WHAT NEEDS TO BE DONE
Using the entries that follow, count the lines containing the word "static" and give that number by itself.

[PROVIDED MATERIAL Boundary: Start]

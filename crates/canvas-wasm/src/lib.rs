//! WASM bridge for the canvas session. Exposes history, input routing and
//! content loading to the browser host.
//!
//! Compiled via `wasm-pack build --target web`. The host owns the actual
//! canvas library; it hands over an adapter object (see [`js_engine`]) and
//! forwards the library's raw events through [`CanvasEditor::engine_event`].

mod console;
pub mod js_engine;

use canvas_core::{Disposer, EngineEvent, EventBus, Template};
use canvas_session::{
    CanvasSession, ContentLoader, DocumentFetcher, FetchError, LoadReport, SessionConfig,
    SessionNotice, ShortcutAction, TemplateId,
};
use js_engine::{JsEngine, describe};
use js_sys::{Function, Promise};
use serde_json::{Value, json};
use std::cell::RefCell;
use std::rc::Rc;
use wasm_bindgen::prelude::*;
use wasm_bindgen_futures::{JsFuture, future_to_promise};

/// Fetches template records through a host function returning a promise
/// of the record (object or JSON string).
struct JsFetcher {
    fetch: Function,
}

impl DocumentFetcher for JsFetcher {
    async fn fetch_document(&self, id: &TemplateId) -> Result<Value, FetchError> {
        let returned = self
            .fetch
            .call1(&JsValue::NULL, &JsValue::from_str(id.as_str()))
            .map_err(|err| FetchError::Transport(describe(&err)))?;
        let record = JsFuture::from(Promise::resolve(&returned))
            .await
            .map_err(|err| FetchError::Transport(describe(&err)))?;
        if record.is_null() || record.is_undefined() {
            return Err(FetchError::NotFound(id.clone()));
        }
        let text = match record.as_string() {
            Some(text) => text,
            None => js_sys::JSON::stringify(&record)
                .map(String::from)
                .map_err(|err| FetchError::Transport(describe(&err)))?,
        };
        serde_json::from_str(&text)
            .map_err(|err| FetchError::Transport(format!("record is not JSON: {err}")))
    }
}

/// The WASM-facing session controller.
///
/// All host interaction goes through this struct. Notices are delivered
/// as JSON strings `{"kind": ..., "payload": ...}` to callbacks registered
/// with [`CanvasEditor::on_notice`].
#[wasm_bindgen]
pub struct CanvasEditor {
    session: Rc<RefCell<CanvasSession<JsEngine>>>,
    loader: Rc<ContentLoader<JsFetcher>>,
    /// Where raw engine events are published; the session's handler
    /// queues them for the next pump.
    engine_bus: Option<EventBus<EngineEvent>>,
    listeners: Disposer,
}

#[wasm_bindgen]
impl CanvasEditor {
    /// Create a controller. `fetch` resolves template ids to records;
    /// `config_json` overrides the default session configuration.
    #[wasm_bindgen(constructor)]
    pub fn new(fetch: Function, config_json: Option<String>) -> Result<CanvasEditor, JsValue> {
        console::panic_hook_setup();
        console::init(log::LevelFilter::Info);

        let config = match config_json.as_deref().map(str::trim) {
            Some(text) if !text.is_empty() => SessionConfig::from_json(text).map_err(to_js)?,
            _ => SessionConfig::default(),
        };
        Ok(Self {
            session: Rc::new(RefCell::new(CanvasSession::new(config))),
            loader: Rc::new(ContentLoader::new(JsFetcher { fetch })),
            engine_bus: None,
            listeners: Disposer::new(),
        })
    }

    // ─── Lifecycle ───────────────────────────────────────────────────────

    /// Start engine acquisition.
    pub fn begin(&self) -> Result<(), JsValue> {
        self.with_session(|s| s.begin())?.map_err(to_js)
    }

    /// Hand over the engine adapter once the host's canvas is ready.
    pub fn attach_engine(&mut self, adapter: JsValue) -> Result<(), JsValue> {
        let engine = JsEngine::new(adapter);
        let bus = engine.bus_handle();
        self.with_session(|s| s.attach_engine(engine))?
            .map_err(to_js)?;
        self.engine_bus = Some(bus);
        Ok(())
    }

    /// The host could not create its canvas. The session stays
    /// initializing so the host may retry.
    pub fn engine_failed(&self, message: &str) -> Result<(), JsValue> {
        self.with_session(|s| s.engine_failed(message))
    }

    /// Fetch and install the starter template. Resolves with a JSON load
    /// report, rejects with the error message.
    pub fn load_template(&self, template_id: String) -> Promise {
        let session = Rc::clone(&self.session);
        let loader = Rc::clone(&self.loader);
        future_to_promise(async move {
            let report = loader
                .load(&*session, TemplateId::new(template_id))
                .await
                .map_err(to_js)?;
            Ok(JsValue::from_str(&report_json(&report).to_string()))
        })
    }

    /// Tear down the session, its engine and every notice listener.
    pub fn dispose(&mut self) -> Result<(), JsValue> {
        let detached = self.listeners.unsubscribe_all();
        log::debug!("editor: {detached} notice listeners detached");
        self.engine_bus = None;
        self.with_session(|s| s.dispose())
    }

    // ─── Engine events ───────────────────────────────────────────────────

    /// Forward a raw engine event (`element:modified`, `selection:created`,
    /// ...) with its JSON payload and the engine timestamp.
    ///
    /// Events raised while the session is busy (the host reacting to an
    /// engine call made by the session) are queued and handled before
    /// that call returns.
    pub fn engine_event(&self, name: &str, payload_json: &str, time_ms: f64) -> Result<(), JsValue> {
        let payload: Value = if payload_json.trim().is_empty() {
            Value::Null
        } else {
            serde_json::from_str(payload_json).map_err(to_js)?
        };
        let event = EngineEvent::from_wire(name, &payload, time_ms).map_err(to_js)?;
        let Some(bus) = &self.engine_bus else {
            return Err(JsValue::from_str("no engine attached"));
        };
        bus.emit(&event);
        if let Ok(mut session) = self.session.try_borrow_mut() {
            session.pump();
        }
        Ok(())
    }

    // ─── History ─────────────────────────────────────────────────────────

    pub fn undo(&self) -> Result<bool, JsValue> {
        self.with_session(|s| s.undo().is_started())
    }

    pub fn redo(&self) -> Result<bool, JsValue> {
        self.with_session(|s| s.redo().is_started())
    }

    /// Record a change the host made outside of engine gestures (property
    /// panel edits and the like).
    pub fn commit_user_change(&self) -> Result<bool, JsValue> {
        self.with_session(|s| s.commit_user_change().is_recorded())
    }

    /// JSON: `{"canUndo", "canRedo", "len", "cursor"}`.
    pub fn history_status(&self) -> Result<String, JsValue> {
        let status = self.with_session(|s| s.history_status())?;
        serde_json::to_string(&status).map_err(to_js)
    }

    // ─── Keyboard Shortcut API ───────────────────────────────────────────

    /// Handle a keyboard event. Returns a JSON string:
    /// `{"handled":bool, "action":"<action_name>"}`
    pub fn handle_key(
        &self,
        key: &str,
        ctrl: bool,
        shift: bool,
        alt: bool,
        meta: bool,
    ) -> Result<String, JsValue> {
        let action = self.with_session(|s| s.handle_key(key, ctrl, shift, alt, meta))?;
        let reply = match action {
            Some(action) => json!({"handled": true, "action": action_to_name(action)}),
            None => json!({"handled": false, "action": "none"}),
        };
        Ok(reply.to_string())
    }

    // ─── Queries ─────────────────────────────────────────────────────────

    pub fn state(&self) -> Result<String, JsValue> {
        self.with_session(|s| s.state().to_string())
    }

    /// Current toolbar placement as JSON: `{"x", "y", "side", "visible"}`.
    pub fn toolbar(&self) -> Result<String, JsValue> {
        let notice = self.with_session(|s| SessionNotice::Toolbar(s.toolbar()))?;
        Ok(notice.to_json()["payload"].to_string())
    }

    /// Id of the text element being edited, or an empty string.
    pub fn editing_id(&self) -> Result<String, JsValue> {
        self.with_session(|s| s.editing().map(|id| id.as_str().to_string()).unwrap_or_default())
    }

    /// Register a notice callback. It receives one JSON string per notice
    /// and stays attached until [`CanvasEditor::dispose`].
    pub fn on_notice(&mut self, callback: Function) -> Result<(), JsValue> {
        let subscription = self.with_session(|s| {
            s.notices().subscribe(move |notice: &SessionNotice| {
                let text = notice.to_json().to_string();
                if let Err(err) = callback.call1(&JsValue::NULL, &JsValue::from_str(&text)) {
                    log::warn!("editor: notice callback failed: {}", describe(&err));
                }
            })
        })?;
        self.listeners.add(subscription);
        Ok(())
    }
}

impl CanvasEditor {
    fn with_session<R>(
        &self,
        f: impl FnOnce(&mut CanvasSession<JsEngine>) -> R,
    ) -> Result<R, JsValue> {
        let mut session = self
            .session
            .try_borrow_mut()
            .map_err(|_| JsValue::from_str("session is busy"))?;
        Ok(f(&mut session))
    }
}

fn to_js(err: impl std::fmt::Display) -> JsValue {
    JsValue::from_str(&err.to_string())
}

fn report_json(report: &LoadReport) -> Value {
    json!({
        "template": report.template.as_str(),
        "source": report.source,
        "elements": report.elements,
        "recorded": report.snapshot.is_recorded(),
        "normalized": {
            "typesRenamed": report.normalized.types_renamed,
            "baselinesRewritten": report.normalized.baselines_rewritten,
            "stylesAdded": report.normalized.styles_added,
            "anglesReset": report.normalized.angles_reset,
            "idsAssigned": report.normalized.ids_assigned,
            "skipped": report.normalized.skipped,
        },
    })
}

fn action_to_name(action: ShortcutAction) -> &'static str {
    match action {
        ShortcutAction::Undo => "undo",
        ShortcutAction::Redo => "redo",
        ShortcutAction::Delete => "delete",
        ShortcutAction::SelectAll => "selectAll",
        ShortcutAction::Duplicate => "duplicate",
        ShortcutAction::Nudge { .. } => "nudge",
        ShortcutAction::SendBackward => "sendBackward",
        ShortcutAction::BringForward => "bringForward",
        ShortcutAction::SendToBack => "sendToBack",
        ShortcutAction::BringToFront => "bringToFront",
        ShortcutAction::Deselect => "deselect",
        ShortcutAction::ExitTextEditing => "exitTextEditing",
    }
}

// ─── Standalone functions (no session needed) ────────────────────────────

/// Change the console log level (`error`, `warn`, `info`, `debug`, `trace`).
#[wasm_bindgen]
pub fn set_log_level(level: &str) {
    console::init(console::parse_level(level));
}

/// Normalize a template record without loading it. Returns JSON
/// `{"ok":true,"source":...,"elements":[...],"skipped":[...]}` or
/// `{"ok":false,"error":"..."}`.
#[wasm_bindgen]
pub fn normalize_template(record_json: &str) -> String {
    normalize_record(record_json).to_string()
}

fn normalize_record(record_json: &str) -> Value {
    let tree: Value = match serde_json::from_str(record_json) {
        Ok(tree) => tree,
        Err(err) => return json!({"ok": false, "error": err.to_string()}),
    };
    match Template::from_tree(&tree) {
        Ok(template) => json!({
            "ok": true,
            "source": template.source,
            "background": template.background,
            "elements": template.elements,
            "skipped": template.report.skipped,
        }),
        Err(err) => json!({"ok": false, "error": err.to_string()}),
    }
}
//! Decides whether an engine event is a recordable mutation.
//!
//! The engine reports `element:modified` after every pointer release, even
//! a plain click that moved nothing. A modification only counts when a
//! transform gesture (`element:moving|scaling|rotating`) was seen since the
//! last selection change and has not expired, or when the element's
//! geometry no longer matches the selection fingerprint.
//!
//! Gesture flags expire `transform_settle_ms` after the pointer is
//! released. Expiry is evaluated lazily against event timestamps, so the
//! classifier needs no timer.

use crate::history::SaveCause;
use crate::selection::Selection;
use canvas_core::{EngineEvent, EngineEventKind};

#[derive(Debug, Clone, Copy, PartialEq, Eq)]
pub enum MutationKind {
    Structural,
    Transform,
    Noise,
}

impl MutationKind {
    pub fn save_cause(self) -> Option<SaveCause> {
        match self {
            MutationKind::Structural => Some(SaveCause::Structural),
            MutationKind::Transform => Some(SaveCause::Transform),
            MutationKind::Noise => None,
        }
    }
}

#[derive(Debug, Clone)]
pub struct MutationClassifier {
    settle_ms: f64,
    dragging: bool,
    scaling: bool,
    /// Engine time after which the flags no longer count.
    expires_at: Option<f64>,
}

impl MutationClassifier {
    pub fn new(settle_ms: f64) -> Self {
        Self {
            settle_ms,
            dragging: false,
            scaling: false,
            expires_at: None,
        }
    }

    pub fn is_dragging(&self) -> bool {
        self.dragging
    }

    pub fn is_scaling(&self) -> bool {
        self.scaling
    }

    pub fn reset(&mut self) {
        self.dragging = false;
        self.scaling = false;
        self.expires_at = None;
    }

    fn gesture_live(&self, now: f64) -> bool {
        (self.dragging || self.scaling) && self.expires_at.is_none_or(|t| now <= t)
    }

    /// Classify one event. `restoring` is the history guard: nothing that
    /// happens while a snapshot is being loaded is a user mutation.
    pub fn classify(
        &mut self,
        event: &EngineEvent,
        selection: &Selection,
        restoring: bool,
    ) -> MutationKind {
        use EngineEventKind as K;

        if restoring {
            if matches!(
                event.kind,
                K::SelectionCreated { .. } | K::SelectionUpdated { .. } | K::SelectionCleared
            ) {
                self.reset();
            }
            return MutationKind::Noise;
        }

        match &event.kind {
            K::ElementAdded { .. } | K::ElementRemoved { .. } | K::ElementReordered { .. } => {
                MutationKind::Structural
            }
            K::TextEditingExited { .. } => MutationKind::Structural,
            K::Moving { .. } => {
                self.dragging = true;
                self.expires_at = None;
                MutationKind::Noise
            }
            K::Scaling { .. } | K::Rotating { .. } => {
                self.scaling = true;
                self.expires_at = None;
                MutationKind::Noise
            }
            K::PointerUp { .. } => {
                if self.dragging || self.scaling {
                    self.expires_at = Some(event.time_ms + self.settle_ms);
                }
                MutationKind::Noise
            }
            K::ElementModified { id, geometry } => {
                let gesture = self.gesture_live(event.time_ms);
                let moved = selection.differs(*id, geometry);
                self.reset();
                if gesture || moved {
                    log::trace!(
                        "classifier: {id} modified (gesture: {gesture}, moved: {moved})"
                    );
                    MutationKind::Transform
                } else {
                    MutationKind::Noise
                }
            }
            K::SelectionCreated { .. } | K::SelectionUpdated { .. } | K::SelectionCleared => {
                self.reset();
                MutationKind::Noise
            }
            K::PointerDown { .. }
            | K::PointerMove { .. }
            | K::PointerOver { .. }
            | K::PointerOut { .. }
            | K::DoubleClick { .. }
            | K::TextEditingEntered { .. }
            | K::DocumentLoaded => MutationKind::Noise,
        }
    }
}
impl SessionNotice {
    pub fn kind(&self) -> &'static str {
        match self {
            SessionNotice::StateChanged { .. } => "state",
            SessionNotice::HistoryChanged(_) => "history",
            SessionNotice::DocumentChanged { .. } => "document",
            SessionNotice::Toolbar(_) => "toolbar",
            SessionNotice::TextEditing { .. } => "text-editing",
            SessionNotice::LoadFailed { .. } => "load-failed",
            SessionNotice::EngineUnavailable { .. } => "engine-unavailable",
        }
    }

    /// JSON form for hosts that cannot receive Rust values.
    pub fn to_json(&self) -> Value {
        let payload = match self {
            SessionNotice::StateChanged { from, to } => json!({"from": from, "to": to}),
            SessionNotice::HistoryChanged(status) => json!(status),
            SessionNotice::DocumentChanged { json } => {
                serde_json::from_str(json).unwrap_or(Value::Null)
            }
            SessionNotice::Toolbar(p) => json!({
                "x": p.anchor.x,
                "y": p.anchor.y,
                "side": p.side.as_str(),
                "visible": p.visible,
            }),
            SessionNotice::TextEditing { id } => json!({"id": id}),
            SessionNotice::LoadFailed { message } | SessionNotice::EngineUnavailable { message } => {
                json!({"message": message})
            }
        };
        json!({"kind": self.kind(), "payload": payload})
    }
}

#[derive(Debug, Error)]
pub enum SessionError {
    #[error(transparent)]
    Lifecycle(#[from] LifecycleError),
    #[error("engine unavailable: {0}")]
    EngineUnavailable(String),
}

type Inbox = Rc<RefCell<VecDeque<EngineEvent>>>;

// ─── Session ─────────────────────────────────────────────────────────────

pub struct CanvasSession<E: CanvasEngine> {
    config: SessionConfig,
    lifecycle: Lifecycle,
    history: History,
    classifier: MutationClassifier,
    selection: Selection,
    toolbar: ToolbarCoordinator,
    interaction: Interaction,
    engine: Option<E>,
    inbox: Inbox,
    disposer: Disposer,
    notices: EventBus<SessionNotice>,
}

[PROVIDED MATERIAL Boundary: End]

SOLUTION
2